- [Required work]: Among the entries below, find the lines that hold the word "never" and report them.

- [Data for this exercise]:
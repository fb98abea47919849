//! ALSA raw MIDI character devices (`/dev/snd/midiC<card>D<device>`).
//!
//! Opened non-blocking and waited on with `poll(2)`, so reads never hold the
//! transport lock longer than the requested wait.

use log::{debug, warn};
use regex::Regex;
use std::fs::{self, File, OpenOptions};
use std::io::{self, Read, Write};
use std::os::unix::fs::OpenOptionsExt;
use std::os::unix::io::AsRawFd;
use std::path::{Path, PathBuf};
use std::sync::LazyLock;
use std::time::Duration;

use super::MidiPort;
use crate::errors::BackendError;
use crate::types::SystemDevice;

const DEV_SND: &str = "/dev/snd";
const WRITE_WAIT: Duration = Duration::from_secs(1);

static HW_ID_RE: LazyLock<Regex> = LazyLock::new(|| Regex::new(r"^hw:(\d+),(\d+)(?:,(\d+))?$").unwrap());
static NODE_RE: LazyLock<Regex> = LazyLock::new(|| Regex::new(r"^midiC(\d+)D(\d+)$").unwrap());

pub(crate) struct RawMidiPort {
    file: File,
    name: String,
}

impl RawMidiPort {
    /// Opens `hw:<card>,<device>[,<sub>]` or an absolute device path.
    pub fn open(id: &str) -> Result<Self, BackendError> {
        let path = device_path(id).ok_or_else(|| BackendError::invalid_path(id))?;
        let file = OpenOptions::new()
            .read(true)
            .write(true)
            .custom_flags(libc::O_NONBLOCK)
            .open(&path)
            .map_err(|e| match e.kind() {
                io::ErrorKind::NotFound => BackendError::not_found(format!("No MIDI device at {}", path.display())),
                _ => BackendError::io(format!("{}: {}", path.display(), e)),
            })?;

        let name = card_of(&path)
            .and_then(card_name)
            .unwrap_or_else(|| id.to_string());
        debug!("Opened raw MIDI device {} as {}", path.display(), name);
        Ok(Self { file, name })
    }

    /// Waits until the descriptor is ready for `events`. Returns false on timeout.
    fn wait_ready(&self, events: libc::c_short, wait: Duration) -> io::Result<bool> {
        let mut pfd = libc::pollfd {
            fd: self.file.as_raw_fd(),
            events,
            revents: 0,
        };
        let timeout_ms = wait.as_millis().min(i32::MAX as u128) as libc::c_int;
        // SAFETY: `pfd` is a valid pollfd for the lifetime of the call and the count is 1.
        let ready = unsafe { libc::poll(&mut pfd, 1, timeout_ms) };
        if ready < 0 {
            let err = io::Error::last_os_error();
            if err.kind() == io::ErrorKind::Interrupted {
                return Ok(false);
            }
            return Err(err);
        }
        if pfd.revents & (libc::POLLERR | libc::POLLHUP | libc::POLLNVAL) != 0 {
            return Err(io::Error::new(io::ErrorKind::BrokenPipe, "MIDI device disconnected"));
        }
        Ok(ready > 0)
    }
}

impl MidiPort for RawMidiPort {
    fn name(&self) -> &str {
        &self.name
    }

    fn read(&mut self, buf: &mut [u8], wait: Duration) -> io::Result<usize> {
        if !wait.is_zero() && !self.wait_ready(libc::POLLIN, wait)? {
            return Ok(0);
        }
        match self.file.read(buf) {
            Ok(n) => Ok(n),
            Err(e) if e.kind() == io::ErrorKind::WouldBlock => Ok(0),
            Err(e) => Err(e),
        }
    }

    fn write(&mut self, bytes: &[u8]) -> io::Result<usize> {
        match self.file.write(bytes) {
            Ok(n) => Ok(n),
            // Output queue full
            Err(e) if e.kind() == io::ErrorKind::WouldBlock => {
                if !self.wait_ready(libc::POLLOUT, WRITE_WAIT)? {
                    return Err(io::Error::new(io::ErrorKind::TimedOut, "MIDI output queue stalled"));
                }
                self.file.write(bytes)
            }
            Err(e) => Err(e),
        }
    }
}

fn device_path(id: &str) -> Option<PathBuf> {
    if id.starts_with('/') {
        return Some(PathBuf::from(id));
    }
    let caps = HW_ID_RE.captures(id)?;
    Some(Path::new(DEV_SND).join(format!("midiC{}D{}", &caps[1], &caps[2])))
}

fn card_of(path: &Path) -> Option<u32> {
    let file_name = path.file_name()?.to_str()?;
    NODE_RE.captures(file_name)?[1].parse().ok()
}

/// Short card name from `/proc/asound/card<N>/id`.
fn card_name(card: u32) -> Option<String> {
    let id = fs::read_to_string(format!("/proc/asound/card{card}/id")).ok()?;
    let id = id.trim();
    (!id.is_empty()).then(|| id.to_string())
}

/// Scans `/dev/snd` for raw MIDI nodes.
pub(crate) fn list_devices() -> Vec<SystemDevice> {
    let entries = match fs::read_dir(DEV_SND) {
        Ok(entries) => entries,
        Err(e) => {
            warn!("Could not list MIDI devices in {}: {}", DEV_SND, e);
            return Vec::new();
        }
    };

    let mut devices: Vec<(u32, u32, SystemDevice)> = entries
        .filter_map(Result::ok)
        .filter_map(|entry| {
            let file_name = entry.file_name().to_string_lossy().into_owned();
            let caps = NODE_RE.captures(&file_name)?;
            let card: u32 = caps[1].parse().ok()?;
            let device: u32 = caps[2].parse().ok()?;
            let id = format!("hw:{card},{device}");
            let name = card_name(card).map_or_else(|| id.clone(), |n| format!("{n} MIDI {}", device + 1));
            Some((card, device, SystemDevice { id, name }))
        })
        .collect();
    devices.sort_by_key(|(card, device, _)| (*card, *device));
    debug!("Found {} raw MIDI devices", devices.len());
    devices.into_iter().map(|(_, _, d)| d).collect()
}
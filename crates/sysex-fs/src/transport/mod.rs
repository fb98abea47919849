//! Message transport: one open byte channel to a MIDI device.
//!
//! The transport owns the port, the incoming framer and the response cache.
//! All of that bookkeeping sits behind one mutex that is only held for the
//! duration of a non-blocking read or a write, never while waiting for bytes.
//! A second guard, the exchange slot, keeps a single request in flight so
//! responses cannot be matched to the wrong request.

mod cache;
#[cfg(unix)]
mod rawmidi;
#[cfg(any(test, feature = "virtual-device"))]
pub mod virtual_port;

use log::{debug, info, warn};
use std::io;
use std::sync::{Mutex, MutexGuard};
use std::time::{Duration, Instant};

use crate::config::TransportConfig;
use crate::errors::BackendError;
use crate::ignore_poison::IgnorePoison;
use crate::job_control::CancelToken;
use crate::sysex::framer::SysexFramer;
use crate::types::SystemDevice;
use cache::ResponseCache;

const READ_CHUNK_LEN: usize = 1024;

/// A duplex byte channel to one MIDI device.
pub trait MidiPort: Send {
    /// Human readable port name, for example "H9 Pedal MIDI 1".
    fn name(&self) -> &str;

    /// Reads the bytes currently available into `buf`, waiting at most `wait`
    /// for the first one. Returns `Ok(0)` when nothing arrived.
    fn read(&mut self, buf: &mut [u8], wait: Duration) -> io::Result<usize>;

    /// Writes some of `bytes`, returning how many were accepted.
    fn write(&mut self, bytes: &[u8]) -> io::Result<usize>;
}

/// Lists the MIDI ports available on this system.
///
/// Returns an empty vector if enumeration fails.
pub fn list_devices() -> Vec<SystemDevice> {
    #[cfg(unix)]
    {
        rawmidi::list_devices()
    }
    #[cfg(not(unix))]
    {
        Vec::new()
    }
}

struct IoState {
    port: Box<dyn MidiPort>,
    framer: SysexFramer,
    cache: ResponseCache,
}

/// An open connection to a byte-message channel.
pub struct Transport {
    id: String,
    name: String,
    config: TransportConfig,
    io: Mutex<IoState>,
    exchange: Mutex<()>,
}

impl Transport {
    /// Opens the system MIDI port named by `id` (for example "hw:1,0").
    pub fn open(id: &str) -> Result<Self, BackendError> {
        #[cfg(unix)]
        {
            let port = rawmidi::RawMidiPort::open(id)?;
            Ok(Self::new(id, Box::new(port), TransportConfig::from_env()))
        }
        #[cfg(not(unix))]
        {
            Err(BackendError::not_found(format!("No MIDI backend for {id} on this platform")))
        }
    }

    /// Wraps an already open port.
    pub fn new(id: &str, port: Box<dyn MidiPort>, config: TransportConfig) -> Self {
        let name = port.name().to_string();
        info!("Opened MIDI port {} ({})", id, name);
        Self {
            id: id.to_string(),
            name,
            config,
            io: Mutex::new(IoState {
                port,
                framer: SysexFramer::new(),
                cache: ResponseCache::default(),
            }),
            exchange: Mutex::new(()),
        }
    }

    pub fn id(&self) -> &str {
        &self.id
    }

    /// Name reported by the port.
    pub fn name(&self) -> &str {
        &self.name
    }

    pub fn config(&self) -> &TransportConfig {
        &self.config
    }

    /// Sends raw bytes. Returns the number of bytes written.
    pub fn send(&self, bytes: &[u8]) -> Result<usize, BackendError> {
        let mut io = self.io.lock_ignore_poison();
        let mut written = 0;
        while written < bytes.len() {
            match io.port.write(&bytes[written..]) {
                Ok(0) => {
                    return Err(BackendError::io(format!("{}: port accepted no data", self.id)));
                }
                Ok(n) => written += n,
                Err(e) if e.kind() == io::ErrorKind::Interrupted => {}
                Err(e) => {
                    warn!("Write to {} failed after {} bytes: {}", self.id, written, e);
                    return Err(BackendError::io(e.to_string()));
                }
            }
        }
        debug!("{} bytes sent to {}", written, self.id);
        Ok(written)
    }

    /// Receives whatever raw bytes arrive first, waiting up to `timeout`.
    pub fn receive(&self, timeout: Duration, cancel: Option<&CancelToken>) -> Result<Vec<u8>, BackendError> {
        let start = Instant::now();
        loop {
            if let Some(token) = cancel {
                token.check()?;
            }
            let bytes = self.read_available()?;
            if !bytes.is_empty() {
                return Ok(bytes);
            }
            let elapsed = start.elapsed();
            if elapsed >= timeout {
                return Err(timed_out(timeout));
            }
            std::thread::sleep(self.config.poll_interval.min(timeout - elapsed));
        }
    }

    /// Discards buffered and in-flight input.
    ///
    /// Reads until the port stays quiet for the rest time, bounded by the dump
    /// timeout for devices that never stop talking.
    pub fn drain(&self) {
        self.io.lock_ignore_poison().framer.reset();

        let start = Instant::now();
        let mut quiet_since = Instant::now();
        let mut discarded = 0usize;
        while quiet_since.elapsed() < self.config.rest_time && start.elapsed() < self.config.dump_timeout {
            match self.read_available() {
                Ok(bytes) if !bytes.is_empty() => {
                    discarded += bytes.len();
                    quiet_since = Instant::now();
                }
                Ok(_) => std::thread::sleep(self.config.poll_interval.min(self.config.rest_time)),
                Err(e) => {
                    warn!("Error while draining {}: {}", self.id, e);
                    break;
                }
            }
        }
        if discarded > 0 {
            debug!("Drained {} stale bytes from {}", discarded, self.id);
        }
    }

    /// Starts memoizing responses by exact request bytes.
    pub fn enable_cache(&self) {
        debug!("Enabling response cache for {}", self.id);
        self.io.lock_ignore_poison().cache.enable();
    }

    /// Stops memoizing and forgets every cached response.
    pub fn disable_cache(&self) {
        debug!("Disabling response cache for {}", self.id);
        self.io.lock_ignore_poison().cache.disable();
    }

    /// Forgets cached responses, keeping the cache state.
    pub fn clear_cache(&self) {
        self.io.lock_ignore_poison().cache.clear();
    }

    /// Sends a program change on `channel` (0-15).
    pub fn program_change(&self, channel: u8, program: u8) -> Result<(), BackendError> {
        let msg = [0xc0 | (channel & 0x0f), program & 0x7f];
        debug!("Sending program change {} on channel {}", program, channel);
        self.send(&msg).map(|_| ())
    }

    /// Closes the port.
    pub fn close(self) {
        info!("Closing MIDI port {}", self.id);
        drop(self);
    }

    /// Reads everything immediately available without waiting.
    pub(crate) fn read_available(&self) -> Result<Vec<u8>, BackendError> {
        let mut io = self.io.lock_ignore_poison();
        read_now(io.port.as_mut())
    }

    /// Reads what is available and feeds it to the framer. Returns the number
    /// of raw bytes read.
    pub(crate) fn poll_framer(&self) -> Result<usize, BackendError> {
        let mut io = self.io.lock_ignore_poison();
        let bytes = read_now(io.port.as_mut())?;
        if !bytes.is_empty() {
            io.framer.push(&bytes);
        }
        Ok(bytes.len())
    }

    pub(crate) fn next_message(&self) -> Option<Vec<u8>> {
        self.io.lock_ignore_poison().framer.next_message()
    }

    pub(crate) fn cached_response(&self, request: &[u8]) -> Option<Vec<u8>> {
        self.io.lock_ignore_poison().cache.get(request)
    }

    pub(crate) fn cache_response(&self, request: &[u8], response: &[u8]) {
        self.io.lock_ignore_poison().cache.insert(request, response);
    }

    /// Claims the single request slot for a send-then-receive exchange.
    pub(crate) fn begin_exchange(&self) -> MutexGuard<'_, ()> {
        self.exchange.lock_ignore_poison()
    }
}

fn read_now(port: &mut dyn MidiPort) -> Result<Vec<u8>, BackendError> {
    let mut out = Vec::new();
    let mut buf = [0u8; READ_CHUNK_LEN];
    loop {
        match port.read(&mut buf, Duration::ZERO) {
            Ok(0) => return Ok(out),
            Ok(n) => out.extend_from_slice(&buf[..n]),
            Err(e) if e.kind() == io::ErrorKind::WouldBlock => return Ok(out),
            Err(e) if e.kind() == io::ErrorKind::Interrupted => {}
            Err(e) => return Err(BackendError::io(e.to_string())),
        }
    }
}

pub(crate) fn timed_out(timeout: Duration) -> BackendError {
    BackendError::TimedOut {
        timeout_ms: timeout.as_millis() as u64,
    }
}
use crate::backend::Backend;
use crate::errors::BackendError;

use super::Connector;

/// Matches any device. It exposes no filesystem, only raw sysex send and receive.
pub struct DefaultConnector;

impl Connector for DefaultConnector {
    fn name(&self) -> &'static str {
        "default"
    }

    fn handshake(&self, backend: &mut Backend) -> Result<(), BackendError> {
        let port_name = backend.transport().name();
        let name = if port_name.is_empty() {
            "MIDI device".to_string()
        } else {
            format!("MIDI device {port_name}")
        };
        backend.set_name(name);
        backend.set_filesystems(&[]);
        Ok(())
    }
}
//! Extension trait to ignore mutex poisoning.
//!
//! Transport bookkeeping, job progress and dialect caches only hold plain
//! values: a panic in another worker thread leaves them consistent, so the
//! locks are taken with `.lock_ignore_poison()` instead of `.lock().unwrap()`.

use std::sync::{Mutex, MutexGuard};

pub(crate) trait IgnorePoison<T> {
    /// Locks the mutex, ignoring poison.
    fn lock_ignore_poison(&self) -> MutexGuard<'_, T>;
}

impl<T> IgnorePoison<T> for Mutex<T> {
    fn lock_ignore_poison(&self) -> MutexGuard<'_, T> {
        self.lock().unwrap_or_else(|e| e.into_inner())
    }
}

- [Solution]:
//! Opened non-blocking and waited on with `poll(2)`, so reads never hold the
//! duration of a non-blocking read or a write, never while waiting for bytes.
    /// timeout for devices that never stop talking.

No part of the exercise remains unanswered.